▶ Source data:
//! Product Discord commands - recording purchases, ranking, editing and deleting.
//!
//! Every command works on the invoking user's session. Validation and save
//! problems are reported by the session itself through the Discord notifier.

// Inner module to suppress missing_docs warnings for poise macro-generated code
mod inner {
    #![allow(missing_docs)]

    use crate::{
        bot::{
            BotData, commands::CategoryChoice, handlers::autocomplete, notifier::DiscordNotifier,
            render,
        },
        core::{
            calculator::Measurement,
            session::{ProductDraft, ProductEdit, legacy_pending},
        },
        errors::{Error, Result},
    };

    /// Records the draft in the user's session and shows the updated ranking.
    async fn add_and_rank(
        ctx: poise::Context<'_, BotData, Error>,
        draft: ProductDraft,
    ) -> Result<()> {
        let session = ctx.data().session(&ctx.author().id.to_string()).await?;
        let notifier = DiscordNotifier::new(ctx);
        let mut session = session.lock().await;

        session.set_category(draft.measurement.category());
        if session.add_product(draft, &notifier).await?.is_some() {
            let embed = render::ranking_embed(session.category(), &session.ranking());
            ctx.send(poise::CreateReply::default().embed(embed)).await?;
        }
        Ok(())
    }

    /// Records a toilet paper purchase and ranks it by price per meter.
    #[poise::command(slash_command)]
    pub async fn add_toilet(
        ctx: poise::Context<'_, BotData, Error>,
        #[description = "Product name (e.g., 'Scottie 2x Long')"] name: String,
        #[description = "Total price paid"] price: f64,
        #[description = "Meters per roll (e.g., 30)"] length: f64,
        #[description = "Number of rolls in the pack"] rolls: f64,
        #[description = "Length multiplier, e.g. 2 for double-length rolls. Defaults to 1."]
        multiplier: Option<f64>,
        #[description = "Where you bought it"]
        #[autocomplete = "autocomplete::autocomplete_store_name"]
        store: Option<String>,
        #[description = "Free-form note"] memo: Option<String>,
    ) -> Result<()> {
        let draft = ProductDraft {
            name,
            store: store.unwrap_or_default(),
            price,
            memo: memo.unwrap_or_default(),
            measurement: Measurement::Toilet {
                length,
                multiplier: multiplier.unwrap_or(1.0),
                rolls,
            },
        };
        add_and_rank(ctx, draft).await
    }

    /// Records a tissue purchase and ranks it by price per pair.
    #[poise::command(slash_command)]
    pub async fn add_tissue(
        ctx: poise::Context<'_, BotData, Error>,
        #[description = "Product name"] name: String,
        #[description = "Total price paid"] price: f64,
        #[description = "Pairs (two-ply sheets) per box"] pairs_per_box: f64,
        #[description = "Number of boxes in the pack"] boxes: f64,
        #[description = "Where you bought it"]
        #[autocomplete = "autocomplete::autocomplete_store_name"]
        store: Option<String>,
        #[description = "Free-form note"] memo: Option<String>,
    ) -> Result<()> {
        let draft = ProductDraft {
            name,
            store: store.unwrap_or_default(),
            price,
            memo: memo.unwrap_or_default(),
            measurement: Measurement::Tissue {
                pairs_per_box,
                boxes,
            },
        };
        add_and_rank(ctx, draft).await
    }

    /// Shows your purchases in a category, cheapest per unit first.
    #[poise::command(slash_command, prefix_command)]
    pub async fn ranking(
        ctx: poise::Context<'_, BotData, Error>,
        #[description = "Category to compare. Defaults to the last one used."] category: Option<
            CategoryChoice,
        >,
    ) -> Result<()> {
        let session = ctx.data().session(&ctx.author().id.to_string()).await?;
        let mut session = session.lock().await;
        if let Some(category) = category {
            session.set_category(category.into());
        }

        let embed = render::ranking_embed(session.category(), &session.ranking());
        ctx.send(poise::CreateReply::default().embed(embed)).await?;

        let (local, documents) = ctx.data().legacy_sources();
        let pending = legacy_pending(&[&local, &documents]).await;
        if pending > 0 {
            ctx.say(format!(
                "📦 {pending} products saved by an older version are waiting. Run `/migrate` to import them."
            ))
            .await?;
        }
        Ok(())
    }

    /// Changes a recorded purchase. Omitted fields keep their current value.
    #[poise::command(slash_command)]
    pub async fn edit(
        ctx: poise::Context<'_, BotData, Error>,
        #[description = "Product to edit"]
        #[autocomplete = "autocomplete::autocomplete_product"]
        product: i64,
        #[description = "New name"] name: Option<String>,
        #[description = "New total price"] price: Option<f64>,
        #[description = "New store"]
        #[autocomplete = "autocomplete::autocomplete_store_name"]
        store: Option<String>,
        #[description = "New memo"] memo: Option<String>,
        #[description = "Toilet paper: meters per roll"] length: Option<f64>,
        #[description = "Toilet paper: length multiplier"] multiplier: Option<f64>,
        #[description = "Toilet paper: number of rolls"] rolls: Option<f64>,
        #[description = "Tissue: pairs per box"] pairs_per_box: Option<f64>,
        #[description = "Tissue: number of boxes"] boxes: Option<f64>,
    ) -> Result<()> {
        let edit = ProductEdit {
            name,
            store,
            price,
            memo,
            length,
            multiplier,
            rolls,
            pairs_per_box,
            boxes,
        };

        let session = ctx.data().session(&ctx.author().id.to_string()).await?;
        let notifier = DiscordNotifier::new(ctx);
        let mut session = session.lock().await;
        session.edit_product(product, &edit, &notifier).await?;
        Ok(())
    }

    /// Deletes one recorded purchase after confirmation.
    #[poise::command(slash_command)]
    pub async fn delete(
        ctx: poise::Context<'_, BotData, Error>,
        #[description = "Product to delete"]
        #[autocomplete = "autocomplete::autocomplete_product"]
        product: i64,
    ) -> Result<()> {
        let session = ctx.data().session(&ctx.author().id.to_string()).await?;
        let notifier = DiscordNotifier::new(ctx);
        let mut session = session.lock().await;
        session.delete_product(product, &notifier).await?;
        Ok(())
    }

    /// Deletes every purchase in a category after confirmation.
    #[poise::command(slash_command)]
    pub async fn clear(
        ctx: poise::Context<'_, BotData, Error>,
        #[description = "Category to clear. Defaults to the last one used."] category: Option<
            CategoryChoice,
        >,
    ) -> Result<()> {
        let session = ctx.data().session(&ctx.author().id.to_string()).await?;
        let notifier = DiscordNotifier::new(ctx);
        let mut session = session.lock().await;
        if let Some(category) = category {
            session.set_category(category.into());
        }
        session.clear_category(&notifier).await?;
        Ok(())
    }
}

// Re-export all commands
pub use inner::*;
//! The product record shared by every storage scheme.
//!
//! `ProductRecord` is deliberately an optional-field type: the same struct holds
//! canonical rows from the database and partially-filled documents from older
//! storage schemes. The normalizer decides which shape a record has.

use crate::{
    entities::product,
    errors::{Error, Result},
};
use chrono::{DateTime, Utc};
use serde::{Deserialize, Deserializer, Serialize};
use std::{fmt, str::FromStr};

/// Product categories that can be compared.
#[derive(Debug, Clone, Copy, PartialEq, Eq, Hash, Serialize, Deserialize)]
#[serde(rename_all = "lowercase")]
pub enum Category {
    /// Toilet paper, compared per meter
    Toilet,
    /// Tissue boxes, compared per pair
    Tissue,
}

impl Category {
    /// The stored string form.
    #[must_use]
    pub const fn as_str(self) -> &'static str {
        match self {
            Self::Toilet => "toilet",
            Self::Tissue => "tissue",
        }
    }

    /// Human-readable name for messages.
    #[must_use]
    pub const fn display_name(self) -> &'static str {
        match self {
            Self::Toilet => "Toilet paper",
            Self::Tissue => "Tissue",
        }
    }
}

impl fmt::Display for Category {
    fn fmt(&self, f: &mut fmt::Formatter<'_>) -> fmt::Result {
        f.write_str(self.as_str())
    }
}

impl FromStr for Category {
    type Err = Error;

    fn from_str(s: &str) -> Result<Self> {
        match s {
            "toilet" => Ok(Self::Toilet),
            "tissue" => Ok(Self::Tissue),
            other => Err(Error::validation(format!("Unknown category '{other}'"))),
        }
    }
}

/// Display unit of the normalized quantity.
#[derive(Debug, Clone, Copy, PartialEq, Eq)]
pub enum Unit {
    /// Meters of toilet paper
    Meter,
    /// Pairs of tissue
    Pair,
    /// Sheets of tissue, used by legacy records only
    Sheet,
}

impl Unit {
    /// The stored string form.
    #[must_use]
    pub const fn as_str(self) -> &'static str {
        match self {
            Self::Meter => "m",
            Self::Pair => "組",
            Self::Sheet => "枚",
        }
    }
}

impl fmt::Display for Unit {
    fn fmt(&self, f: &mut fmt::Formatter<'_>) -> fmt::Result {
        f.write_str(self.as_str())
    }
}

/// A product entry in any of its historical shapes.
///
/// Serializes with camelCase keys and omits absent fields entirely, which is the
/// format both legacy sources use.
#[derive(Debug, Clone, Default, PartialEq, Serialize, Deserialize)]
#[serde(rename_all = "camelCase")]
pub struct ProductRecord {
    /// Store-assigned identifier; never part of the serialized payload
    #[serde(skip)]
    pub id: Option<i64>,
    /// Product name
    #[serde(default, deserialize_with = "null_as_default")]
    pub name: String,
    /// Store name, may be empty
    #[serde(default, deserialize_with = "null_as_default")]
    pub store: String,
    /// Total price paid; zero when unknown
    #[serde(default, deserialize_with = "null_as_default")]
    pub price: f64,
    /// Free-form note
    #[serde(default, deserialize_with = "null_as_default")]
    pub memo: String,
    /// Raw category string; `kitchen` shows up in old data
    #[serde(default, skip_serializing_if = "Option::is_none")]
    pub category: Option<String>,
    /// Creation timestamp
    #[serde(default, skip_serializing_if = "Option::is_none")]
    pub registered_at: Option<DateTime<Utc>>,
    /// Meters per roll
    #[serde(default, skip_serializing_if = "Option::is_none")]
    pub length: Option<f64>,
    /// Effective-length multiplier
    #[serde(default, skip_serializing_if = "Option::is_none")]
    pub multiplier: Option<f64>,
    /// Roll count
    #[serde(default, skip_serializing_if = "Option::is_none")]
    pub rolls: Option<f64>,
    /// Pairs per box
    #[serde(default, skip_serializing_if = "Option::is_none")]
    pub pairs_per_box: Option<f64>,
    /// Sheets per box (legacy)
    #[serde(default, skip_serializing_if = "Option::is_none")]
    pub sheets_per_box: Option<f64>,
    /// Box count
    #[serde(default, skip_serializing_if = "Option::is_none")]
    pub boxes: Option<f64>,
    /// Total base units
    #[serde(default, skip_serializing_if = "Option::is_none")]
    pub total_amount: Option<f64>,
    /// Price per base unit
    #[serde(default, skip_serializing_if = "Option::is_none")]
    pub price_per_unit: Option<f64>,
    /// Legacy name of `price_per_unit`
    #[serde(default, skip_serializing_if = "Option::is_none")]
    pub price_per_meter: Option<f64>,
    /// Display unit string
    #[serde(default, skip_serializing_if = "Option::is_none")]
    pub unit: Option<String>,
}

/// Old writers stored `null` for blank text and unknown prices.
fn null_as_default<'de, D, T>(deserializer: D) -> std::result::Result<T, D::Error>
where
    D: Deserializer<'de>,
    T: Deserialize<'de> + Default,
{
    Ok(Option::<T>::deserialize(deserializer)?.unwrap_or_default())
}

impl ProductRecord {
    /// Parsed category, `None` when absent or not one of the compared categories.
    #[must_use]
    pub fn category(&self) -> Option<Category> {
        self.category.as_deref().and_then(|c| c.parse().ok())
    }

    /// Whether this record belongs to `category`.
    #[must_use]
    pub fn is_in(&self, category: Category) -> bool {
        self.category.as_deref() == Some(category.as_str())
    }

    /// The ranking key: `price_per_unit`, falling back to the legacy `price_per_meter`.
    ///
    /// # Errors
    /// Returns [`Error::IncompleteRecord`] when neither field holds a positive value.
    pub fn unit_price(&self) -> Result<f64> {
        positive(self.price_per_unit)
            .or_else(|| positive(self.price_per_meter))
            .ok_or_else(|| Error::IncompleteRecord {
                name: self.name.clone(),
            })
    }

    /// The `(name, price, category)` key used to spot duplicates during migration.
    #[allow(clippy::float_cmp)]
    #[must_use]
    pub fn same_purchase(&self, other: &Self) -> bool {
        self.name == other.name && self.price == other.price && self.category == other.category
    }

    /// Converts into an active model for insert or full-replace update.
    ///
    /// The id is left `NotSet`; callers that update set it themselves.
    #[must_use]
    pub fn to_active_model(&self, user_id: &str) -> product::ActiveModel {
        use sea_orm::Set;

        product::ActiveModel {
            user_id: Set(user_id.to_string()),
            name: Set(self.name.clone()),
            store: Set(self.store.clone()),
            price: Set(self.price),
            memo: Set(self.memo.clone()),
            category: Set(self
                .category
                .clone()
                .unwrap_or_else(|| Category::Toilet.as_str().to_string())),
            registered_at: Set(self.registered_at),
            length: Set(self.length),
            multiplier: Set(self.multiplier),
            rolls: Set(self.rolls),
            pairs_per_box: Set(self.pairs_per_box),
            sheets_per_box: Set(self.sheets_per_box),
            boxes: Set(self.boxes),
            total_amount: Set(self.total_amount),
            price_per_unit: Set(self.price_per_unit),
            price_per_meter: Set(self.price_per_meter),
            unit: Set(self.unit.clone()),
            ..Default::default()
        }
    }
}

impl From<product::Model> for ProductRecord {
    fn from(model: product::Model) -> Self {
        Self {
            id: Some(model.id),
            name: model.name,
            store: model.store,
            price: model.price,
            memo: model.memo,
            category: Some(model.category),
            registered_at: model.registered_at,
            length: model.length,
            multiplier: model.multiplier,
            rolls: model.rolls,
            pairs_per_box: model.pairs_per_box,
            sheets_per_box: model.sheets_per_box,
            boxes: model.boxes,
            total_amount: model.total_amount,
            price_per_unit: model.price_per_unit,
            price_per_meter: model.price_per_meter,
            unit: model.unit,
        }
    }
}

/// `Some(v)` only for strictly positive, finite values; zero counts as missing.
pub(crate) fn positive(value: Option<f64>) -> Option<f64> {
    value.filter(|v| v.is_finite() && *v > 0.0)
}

---

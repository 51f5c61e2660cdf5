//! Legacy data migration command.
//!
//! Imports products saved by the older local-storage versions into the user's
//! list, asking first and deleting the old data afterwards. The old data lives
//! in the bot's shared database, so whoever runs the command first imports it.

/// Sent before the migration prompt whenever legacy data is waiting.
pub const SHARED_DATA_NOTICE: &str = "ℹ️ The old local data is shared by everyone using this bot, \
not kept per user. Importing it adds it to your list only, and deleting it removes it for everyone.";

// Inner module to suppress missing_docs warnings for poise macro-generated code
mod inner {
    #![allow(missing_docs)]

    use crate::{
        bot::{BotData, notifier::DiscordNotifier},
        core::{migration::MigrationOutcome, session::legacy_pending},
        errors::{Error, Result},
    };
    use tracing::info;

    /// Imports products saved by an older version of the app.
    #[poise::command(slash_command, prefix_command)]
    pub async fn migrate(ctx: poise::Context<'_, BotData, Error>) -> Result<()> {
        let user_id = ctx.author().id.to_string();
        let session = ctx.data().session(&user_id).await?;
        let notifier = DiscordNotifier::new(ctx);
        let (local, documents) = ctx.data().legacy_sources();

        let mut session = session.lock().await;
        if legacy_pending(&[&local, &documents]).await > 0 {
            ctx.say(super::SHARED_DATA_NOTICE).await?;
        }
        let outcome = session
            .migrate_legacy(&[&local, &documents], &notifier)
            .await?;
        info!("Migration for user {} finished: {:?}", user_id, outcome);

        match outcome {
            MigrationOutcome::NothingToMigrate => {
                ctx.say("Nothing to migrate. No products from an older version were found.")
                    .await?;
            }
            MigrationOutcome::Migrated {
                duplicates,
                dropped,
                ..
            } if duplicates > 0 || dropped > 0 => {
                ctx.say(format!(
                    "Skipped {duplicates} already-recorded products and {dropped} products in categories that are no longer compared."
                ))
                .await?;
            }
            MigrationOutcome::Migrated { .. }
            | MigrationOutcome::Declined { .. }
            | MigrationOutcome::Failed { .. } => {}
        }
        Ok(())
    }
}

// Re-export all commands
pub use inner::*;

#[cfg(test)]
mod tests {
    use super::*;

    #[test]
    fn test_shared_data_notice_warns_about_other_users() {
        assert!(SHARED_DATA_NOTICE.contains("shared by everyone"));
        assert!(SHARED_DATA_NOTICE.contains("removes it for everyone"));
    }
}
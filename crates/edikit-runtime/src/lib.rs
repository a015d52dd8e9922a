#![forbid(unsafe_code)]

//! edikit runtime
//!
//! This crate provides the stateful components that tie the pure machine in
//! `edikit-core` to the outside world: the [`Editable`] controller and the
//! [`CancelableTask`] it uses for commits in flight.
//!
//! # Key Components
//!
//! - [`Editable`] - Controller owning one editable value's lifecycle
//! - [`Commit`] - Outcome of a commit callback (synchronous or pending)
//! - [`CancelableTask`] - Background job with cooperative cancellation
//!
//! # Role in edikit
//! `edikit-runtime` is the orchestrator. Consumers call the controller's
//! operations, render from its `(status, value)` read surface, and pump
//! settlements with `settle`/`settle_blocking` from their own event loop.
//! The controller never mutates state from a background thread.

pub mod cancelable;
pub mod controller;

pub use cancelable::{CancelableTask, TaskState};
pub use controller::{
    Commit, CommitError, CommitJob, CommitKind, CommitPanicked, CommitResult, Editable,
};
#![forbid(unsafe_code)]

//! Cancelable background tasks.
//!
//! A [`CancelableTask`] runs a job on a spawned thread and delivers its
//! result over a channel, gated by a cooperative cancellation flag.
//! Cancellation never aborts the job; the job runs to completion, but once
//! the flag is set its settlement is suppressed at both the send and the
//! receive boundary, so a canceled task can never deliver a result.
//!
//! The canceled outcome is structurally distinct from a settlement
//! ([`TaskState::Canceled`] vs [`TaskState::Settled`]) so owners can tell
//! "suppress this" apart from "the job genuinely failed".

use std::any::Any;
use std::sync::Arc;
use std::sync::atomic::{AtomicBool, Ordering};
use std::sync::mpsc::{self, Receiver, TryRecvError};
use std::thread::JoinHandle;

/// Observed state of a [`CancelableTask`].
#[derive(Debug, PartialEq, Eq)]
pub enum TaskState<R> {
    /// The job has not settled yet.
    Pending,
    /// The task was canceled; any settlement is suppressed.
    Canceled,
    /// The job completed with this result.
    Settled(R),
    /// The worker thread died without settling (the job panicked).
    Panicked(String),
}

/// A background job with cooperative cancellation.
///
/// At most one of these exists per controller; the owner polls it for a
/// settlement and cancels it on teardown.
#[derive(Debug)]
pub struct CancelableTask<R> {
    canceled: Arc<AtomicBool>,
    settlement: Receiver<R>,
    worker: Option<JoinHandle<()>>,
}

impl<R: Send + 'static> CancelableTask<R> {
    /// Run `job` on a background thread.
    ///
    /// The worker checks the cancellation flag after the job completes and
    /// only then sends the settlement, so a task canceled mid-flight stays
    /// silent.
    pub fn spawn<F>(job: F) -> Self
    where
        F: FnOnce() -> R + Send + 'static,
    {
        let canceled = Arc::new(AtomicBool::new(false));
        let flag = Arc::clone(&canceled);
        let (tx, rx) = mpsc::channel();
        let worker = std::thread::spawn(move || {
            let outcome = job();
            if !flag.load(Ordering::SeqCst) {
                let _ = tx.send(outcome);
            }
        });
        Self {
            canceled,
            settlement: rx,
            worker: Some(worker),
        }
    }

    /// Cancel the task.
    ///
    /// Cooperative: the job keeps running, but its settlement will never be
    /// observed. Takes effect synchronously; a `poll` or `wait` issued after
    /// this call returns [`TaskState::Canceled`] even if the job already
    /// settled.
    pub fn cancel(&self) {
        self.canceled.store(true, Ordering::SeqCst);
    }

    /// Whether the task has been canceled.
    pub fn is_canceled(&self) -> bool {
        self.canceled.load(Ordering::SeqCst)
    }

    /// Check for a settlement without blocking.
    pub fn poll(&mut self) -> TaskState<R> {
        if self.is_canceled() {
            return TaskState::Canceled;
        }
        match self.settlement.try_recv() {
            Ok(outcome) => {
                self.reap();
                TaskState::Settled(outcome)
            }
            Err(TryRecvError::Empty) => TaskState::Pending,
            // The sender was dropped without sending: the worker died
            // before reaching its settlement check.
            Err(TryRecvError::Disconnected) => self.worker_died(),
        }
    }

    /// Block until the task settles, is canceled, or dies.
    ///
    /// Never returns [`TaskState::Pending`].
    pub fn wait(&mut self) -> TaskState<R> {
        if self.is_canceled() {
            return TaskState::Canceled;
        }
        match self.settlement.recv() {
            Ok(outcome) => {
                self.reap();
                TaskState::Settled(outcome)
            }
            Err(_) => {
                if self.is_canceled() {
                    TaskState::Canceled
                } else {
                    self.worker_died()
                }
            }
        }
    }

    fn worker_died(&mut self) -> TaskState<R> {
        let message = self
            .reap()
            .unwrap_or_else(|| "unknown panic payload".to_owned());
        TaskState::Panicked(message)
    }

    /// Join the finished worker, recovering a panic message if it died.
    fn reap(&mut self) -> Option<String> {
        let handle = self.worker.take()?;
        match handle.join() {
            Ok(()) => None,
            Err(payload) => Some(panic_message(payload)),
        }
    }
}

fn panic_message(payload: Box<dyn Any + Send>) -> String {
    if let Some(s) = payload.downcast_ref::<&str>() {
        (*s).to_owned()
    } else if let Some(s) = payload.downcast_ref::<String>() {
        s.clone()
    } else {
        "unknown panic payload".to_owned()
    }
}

▶ Task objective:
Among the entries above, count the lines that contain the word "paper" and give the number by itself.

▶ Expected answer:
7